- **EXTRACTED DATA**
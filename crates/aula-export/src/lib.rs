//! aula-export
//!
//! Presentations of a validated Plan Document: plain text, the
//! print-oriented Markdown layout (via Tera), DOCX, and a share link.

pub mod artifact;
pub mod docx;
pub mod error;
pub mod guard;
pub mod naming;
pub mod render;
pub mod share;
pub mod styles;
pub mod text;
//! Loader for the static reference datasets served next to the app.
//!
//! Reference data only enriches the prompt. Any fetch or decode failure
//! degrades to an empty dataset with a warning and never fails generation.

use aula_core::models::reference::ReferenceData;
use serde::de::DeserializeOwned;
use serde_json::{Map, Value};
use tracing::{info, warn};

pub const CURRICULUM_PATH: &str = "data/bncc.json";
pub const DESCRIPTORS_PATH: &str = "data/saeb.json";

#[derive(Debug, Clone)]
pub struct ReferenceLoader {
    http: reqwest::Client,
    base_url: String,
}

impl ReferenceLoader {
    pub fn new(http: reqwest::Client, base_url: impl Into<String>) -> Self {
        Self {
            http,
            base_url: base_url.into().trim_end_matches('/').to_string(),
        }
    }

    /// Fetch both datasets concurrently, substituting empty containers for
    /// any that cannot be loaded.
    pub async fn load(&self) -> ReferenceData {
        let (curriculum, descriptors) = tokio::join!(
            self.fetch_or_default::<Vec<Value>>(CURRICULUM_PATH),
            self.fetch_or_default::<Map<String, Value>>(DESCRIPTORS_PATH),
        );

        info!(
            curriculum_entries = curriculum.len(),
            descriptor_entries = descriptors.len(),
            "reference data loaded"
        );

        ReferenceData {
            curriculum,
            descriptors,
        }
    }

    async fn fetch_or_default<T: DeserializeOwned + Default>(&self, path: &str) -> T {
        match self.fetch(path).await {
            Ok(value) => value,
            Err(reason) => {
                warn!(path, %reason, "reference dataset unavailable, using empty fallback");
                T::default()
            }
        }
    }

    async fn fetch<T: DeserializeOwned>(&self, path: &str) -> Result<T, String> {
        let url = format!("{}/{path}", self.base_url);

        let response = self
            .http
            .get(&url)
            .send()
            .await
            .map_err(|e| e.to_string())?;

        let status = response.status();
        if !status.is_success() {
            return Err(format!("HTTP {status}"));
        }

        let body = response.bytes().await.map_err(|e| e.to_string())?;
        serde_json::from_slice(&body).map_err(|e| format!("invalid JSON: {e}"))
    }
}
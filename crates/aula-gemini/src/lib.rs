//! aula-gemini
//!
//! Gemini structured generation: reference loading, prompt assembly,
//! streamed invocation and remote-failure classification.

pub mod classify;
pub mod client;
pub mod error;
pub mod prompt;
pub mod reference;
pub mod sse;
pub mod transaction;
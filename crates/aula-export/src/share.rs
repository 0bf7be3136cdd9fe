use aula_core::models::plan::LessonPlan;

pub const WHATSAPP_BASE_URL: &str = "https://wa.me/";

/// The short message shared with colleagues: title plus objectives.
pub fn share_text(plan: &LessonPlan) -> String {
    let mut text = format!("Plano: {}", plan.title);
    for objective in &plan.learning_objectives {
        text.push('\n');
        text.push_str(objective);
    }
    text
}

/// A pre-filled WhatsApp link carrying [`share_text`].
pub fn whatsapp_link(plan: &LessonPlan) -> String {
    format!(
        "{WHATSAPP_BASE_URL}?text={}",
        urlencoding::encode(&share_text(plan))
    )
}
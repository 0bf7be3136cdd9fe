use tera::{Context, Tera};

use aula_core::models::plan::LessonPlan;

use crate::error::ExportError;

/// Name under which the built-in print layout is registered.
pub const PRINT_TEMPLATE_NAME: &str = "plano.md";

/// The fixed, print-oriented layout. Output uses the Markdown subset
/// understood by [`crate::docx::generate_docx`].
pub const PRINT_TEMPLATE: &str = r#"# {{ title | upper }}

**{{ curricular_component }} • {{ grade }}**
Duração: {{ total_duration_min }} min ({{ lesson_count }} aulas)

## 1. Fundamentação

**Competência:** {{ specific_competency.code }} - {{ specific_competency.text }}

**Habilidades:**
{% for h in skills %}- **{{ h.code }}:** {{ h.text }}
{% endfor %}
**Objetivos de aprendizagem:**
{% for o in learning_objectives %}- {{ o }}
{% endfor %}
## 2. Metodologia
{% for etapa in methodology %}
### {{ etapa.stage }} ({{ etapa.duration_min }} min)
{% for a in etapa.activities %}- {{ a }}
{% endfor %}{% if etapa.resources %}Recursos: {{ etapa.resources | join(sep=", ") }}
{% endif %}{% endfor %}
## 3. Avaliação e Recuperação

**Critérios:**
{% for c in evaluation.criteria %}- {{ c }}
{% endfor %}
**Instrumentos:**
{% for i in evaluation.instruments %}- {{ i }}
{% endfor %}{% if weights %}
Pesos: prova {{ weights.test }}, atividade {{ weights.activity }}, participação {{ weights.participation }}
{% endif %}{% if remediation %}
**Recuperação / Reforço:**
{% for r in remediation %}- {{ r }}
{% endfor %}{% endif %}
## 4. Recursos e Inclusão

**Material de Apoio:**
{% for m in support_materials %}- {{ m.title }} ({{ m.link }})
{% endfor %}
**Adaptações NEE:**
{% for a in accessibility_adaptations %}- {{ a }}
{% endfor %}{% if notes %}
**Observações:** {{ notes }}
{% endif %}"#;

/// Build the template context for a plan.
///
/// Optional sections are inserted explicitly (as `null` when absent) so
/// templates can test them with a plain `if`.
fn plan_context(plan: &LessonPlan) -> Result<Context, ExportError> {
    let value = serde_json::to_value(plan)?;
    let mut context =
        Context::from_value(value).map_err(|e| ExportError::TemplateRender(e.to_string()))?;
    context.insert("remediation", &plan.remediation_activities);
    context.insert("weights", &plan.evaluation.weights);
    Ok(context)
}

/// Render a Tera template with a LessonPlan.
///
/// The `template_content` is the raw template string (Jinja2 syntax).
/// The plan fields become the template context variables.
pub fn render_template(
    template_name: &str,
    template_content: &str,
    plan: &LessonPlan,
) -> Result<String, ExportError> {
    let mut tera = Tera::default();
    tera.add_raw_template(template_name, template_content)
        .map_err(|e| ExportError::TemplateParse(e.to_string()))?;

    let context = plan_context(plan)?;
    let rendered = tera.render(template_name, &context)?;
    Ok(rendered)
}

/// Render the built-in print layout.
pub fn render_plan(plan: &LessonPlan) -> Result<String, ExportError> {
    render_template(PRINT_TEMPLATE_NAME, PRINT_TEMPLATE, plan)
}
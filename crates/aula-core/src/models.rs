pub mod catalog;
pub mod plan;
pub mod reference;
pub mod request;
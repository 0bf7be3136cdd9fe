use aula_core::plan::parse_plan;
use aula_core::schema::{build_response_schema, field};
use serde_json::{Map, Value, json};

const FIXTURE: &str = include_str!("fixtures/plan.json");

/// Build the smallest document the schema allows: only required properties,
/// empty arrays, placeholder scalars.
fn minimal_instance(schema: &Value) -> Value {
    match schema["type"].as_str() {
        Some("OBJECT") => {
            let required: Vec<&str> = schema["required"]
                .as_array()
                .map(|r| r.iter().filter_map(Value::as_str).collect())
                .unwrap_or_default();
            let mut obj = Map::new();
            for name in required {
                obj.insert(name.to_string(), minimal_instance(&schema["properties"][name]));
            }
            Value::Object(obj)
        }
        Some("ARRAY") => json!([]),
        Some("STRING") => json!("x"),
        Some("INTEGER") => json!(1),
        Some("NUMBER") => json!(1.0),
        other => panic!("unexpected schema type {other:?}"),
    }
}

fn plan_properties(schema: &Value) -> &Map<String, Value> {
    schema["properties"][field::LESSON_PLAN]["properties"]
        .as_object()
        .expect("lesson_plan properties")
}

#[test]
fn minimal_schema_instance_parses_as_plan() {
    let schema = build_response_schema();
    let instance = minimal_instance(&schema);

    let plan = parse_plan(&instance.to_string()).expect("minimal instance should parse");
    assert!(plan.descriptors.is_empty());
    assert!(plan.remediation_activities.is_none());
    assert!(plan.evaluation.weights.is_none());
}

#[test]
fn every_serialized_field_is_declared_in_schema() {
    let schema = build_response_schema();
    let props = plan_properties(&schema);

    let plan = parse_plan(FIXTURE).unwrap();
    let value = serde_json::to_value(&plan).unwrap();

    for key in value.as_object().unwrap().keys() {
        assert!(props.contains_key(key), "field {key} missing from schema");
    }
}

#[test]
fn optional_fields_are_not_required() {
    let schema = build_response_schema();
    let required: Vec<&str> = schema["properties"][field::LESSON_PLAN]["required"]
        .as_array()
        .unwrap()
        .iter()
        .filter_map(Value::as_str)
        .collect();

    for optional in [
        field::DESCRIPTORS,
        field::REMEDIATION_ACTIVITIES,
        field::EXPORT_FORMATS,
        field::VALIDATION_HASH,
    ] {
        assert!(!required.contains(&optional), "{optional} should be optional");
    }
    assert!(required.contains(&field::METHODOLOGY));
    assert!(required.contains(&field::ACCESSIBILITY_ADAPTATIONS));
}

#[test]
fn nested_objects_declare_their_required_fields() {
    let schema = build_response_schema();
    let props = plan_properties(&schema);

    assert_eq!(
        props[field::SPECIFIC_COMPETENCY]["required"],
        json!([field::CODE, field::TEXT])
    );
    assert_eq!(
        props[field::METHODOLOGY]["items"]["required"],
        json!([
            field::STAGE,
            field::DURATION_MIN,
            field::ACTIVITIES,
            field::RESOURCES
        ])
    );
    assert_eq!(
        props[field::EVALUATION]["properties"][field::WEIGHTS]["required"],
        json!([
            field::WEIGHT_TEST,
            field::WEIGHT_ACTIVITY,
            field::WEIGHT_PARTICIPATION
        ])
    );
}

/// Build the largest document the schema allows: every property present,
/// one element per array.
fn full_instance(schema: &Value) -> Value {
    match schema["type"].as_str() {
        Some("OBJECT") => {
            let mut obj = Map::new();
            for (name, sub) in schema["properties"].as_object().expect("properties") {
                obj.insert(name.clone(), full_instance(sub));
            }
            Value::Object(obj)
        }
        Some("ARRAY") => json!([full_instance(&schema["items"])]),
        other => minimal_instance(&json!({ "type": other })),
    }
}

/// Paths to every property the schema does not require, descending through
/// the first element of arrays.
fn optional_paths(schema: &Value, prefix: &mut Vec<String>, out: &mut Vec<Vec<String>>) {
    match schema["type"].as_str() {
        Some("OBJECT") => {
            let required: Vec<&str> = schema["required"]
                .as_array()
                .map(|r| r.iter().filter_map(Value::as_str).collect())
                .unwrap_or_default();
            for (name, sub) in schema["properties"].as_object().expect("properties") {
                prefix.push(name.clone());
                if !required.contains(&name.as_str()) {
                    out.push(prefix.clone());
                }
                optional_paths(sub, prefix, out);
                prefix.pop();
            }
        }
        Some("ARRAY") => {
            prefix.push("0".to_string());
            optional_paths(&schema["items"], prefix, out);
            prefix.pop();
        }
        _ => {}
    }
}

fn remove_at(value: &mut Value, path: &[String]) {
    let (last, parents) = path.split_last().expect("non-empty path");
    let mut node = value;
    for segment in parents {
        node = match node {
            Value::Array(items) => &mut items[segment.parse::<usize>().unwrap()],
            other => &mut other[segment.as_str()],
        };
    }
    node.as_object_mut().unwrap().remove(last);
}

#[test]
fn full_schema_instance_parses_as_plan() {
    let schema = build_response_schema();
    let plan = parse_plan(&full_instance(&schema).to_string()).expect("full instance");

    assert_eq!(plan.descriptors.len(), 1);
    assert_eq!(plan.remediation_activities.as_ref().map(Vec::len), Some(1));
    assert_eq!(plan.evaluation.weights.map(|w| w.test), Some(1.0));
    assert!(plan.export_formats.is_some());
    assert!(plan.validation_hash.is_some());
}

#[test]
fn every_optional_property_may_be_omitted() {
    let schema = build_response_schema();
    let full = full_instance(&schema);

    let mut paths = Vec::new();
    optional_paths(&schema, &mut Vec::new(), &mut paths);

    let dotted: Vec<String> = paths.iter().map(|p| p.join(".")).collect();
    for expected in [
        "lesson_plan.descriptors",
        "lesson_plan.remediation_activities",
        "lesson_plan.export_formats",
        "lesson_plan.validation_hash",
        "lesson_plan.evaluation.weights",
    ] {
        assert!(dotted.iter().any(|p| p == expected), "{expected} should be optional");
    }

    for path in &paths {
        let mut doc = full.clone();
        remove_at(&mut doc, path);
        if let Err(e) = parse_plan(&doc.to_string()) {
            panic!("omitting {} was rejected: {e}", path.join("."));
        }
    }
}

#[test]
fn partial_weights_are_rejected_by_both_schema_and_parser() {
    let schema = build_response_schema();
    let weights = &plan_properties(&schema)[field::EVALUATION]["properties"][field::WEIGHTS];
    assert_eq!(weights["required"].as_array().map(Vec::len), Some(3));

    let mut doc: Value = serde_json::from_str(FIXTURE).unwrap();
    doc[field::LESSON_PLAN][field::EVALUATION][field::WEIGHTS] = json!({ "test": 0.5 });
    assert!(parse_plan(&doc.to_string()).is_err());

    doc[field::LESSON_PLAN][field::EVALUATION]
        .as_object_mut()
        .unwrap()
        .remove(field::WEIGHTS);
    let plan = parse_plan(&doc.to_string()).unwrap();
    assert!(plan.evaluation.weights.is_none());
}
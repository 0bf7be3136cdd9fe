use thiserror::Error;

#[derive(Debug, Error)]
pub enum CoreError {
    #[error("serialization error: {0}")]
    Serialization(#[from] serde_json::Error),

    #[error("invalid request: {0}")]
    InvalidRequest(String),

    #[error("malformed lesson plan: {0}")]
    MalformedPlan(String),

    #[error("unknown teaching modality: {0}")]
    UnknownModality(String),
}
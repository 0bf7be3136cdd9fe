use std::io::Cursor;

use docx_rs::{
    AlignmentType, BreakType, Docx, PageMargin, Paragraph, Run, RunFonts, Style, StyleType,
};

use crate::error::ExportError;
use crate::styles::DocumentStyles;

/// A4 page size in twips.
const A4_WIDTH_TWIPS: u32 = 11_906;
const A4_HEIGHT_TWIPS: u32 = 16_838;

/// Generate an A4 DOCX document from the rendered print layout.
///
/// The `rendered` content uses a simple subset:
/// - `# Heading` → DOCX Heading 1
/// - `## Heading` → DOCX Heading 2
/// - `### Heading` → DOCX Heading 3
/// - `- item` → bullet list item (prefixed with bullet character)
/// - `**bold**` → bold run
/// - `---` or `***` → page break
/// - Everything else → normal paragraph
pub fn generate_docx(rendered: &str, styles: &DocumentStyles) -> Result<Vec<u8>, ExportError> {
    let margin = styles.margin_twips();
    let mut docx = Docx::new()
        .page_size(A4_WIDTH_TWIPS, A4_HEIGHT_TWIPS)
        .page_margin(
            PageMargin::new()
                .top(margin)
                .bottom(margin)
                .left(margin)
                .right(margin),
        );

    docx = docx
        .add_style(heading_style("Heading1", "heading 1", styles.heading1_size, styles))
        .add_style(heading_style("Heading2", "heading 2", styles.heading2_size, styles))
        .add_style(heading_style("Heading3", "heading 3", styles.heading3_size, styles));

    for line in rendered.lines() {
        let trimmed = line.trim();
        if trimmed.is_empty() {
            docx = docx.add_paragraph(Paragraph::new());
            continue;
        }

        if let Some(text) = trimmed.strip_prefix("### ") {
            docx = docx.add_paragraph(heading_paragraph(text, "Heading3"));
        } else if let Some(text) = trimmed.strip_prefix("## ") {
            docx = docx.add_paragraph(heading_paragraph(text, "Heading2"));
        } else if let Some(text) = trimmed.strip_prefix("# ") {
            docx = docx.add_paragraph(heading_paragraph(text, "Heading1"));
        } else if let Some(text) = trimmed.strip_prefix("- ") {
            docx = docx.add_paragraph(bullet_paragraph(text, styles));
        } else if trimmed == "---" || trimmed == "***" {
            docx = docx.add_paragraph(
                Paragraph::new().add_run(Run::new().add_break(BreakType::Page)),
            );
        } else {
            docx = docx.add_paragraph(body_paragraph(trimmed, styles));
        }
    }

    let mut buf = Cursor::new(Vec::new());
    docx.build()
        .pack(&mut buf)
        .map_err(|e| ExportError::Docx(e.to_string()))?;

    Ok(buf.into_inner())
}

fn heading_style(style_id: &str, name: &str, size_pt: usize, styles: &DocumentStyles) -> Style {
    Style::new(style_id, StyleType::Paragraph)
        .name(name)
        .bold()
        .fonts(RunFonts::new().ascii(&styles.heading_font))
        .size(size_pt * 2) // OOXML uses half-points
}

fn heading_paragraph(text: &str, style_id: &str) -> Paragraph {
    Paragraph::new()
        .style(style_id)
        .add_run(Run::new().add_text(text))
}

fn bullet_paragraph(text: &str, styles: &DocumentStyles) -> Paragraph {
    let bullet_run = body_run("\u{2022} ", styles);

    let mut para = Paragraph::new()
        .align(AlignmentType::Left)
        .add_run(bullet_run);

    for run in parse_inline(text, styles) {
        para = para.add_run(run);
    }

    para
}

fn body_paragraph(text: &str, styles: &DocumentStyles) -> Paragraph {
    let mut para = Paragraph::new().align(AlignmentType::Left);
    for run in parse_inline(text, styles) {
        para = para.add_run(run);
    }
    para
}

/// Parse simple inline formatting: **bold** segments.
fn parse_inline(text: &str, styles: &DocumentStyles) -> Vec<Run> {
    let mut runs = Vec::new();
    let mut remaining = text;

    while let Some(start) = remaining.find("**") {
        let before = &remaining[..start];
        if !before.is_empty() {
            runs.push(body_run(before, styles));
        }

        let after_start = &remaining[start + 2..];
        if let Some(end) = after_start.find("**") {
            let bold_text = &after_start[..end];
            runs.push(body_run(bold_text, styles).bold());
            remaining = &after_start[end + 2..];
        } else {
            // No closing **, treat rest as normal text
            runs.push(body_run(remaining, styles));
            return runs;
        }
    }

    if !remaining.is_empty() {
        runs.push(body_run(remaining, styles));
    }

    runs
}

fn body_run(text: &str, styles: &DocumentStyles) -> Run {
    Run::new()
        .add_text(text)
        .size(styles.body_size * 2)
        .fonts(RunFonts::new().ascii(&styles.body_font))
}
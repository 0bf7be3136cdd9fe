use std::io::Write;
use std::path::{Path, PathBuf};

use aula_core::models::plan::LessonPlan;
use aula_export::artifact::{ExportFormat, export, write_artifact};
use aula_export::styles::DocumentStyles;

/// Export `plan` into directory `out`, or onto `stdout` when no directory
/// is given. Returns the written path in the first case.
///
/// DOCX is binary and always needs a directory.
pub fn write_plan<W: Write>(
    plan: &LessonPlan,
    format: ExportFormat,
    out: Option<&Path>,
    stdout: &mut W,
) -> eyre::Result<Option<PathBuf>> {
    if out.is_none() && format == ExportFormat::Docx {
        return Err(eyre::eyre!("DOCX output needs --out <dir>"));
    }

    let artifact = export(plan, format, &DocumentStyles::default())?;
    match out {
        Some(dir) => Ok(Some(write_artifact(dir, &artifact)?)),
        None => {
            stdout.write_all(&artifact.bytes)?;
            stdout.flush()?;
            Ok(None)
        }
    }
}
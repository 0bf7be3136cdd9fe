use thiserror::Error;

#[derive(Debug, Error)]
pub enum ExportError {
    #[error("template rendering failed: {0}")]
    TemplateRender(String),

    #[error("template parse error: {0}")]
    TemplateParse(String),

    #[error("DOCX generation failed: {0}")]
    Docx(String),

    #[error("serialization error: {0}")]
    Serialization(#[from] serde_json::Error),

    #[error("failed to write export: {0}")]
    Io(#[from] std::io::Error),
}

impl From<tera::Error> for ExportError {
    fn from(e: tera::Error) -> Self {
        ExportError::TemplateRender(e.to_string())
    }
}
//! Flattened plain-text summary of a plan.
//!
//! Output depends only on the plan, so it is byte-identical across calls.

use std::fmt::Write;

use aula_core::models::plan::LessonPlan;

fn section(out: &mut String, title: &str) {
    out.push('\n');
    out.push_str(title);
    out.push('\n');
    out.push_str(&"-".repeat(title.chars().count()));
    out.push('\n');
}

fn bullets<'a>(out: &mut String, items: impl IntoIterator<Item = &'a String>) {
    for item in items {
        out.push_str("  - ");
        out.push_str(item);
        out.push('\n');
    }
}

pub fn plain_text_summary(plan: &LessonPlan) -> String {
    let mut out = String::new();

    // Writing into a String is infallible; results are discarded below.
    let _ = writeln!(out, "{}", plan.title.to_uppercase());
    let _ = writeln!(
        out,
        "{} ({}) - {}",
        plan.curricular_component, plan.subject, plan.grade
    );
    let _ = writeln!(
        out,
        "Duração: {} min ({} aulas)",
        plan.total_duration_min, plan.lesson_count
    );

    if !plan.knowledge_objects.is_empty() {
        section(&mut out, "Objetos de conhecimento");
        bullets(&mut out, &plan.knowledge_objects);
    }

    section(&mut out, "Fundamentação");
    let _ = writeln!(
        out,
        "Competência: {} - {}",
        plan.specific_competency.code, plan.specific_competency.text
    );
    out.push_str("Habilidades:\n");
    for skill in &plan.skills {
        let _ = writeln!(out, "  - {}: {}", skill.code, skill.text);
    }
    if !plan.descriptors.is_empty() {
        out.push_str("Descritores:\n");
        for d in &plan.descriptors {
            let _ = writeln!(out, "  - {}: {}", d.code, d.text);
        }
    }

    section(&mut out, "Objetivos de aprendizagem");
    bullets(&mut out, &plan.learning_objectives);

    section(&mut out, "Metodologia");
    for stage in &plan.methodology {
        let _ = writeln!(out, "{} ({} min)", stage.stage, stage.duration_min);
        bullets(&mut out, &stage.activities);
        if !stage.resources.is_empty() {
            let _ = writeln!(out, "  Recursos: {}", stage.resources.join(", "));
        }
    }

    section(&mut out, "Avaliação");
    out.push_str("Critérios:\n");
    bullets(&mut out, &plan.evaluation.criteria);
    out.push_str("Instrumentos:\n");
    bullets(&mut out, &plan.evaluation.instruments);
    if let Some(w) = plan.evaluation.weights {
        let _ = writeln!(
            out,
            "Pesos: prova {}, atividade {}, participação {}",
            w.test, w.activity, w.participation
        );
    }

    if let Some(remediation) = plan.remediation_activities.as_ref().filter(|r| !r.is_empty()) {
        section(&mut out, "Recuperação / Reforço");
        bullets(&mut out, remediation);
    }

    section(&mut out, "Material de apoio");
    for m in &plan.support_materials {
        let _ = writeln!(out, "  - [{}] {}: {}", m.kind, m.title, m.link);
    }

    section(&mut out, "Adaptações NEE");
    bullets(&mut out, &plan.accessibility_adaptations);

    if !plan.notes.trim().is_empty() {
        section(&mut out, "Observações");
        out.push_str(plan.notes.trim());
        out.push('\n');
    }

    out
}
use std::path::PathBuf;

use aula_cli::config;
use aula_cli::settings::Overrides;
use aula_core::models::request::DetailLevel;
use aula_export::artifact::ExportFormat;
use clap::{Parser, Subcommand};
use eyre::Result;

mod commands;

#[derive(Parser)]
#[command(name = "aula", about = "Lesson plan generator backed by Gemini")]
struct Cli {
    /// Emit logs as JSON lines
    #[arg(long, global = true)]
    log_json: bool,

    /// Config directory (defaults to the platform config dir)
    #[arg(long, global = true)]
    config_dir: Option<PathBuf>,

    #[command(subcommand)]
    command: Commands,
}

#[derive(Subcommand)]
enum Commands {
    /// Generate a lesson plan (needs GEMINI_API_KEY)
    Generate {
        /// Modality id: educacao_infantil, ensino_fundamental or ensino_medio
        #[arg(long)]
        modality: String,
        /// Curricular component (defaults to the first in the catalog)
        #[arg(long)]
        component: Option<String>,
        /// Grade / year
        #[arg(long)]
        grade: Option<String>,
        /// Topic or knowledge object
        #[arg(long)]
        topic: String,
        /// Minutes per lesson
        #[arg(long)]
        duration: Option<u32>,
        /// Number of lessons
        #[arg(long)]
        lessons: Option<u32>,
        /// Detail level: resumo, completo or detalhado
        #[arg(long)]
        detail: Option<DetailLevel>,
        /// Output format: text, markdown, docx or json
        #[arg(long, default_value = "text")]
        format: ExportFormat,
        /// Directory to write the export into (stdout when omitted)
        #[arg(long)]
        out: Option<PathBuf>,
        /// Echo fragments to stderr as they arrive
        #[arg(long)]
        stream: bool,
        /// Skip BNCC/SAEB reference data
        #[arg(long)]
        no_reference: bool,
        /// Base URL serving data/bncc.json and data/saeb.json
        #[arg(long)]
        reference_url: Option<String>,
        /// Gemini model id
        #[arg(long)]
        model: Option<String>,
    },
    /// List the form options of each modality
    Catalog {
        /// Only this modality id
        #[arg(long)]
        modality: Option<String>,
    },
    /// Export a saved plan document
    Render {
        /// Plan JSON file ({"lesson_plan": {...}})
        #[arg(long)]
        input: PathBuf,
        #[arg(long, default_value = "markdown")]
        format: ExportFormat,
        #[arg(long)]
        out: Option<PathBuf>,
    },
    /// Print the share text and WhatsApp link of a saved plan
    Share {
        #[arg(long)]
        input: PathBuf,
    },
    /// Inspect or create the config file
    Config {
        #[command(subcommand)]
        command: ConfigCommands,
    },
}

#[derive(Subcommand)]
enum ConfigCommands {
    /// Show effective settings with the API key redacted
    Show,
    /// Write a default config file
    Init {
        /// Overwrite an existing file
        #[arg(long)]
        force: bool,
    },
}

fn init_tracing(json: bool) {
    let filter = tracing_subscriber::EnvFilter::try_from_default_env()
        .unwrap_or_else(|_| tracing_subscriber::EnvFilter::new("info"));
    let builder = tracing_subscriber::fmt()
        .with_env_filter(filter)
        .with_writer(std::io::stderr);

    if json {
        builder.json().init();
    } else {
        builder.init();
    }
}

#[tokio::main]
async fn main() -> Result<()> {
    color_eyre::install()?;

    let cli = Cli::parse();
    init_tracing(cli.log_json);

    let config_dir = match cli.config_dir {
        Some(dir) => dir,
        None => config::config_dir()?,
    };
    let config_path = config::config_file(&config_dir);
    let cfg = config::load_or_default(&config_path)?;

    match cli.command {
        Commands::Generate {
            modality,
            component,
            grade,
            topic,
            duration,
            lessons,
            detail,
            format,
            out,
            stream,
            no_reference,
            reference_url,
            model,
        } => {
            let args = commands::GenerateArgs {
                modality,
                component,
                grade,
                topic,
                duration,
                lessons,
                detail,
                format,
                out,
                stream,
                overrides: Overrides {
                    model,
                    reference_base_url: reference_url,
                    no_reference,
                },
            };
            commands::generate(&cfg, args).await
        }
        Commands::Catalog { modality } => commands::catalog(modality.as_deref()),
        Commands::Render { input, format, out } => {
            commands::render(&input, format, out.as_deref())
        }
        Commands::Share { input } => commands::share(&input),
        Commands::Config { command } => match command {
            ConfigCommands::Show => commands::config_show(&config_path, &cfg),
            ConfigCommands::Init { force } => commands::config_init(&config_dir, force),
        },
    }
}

- **WORK ITEM**
How many lines above include the word "artifact"? Answer with the number alone.

- **SOLUTION TO THIS TASK**
6